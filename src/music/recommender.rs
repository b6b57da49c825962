//! Recommendation client.

use super::backend::{CandidateTrack, CatalogLookup, RecommendationBackend, RecommendationSeeds};
use super::error::MusicServiceError;
use super::models::RecommendedTrack;
use super::seeds::SeedSet;
use super::tunables::TunableConstraints;
use rand::rngs::StdRng;
use rand::SeedableRng;
use std::sync::{Arc, Mutex};
use tracing::{debug, info, warn};

/// Number of tracks requested when the caller doesn't say.
pub const DEFAULT_LIMIT: u32 = 5;

/// A recommendation request expressed with human-readable names.
#[derive(Debug, Clone, PartialEq)]
pub struct RecommendRequest {
    pub artist_names: Vec<String>,
    pub track_names: Vec<String>,
    pub genre_names: Vec<String>,
    pub limit: u32,
    pub constraints: TunableConstraints,
}

impl Default for RecommendRequest {
    fn default() -> Self {
        Self {
            artist_names: Vec::new(),
            track_names: Vec::new(),
            genre_names: Vec::new(),
            limit: DEFAULT_LIMIT,
            constraints: TunableConstraints::new(),
        }
    }
}

/// Turns names into seeds and asks the backend for recommendations.
///
/// Seed down-sampling draws from the client's own generator. Construct it
/// with [`RecommendationClient::with_seed`] for reproducible selections.
pub struct RecommendationClient {
    catalog: Arc<dyn CatalogLookup>,
    backend: Arc<dyn RecommendationBackend>,
    rng: Mutex<StdRng>,
}

impl RecommendationClient {
    /// Create a client whose seed sampling is seeded from the OS.
    pub fn new(catalog: Arc<dyn CatalogLookup>, backend: Arc<dyn RecommendationBackend>) -> Self {
        Self::with_rng(catalog, backend, StdRng::from_os_rng())
    }

    /// Create a client with a fixed sampling seed.
    pub fn with_seed(
        catalog: Arc<dyn CatalogLookup>,
        backend: Arc<dyn RecommendationBackend>,
        seed: u64,
    ) -> Self {
        Self::with_rng(catalog, backend, StdRng::seed_from_u64(seed))
    }

    pub fn with_rng(
        catalog: Arc<dyn CatalogLookup>,
        backend: Arc<dyn RecommendationBackend>,
        rng: StdRng,
    ) -> Self {
        Self {
            catalog,
            backend,
            rng: Mutex::new(rng),
        }
    }

    /// The catalog used for name resolution.
    pub fn catalog(&self) -> &Arc<dyn CatalogLookup> {
        &self.catalog
    }

    /// Recommend up to `request.limit` tracks.
    ///
    /// Name lookups and the backend call are not retried; the first failure
    /// is returned as is.
    pub async fn recommend(
        &self,
        request: RecommendRequest,
    ) -> Result<Vec<RecommendedTrack>, MusicServiceError> {
        let seeds = SeedSet::new(
            request.artist_names,
            request.track_names,
            request.genre_names,
        );
        let requested = seeds.len();

        let seeds = {
            let mut rng = self.rng.lock().unwrap_or_else(|e| e.into_inner());
            seeds.down_sample(&mut *rng)
        };
        if seeds.len() < requested {
            debug!(
                requested = requested,
                artists = ?seeds.artists,
                tracks = ?seeds.tracks,
                genres = ?seeds.genres,
                "Down-sampled recommendation seeds"
            );
        }

        let mut resolved = RecommendationSeeds {
            genres: seeds.genres,
            ..Default::default()
        };
        for artist in &seeds.artists {
            resolved
                .artist_ids
                .push(self.catalog.resolve_artist(artist).await?);
        }
        for track in &seeds.tracks {
            resolved
                .track_ids
                .push(self.catalog.resolve_track(track, None).await?);
        }

        let candidates = self
            .backend
            .fetch_recommendations(&resolved, request.limit, &request.constraints)
            .await?;

        let tracks = reshape(candidates, request.limit as usize);
        info!(
            count = tracks.len(),
            limit = request.limit,
            seeds = resolved.len(),
            "Recommendations fetched"
        );
        Ok(tracks)
    }
}

/// Keep backend order, drop entries without an id or artist, cap at `limit`.
fn reshape(candidates: Vec<CandidateTrack>, limit: usize) -> Vec<RecommendedTrack> {
    candidates
        .into_iter()
        .filter_map(|candidate| {
            let id = match candidate.id {
                Some(id) if !id.is_empty() => id,
                _ => {
                    warn!(name = %candidate.name, "Skipping recommended track without id");
                    return None;
                }
            };
            let Some(artist) = candidate.artists.into_iter().next() else {
                warn!(id = %id, "Skipping recommended track without artists");
                return None;
            };
            Some(RecommendedTrack {
                name: candidate.name,
                artist,
                id,
            })
        })
        .take(limit)
        .collect()
}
☆ ☆ ☆
*Exercise requirements:* Give back precisely the lines above that start at the line containing "returned as is." and end at the line containing "for artist in", inclusive. No other lines belong in the output.

*Solution:*
    /// is returned as is.
    pub async fn recommend(
        &self,
        request: RecommendRequest,
    ) -> Result<Vec<RecommendedTrack>, MusicServiceError> {
        let seeds = SeedSet::new(
            request.artist_names,
            request.track_names,
            request.genre_names,
        );
        let requested = seeds.len();

        let seeds = {
            let mut rng = self.rng.lock().unwrap_or_else(|e| e.into_inner());
            seeds.down_sample(&mut *rng)
        };
        if seeds.len() < requested {
            debug!(
                requested = requested,
                artists = ?seeds.artists,
                tracks = ?seeds.tracks,
                genres = ?seeds.genres,
                "Down-sampled recommendation seeds"
            );
        }

        let mut resolved = RecommendationSeeds {
            genres: seeds.genres,
            ..Default::default()
        };
        for artist in &seeds.artists {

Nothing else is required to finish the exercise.